**REQUIREMENT**. Using the records below, give again exactly the lines from the line that contains "use serde_json::json;" through the line that contains "with a forward-only", both ends included, and only those.

**DATASET**.
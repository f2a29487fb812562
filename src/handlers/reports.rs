use axum::{
    extract::{Json, Path, State},
    http::StatusCode,
    response::IntoResponse,
    routing::get,
    Router,
};
use serde_json::json;

use crate::{
    errors::ServiceError,
    handlers::common::validate_input,
    services::reports::{CreateReportInput, UpdateReportInput},
    AppState,
};

/// Report router: materials-non-receipt reports with a forward-only
/// three-state lifecycle.
pub fn routes() -> Router<AppState> {
    Router::new()
        .route("/reportes", get(list_reports).post(create_report))
        .route(
            "/reportes/:id",
            axum::routing::put(update_report).delete(delete_report),
        )
}

/// Create a report against an existing product
#[utoipa::path(
    post,
    path = "/api/inventory/reportes",
    request_body = CreateReportInput,
    responses(
        (status = 200, description = "Report created with product snapshot"),
        (status = 400, description = "Missing required fields"),
        (status = 404, description = "Referenced product not found"),
    ),
    tag = "reports"
)]
pub async fn create_report(
    State(state): State<AppState>,
    Json(payload): Json<CreateReportInput>,
) -> Result<impl IntoResponse, ServiceError> {
    validate_input(&payload)?;

    let report = state.report_service.create_report(payload).await?;

    Ok((
        StatusCode::OK,
        Json(json!({
            "success": true,
            "message": "Report created successfully",
            "data": report,
        })),
    ))
}

/// List all reports, newest first
#[utoipa::path(
    get,
    path = "/api/inventory/reportes",
    responses(
        (status = 200, description = "All reports, newest first"),
    ),
    tag = "reports"
)]
pub async fn list_reports(
    State(state): State<AppState>,
) -> Result<impl IntoResponse, ServiceError> {
    let reports = state.report_service.list_reports().await?;

    Ok((
        StatusCode::OK,
        Json(json!({
            "success": true,
            "reportes": reports,
            "total": reports.len(),
        })),
    ))
}

/// Update a report's status, notes or resolution
#[utoipa::path(
    put,
    path = "/api/inventory/reportes/{id}",
    params(("id" = i64, Path, description = "Report id")),
    request_body = UpdateReportInput,
    responses(
        (status = 200, description = "Report updated"),
        (status = 400, description = "Backward status transition"),
        (status = 404, description = "Report not found"),
    ),
    tag = "reports"
)]
pub async fn update_report(
    State(state): State<AppState>,
    Path(id): Path<i64>,
    Json(payload): Json<UpdateReportInput>,
) -> Result<impl IntoResponse, ServiceError> {
    validate_input(&payload)?;

    let report = state.report_service.update_report(id, payload).await?;

    Ok((
        StatusCode::OK,
        Json(json!({
            "success": true,
            "message": "Report updated successfully",
            "data": report,
        })),
    ))
}

/// Delete a report. Strict: a missing id is an error.
#[utoipa::path(
    delete,
    path = "/api/inventory/reportes/{id}",
    params(("id" = i64, Path, description = "Report id")),
    responses(
        (status = 200, description = "Report deleted"),
        (status = 404, description = "Report not found"),
    ),
    tag = "reports"
)]
pub async fn delete_report(
    State(state): State<AppState>,
    Path(id): Path<i64>,
) -> Result<impl IntoResponse, ServiceError> {
    state.report_service.delete_report(id).await?;

    Ok((
        StatusCode::OK,
        Json(json!({
            "success": true,
            "message": "Report deleted successfully",
        })),
    ))
}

**SOLVED PROBLEM**.
use serde_json::json;

use crate::{
    errors::ServiceError,
    handlers::common::validate_input,
    services::reports::{CreateReportInput, UpdateReportInput},
    AppState,
};

/// Report router: materials-non-receipt reports with a forward-only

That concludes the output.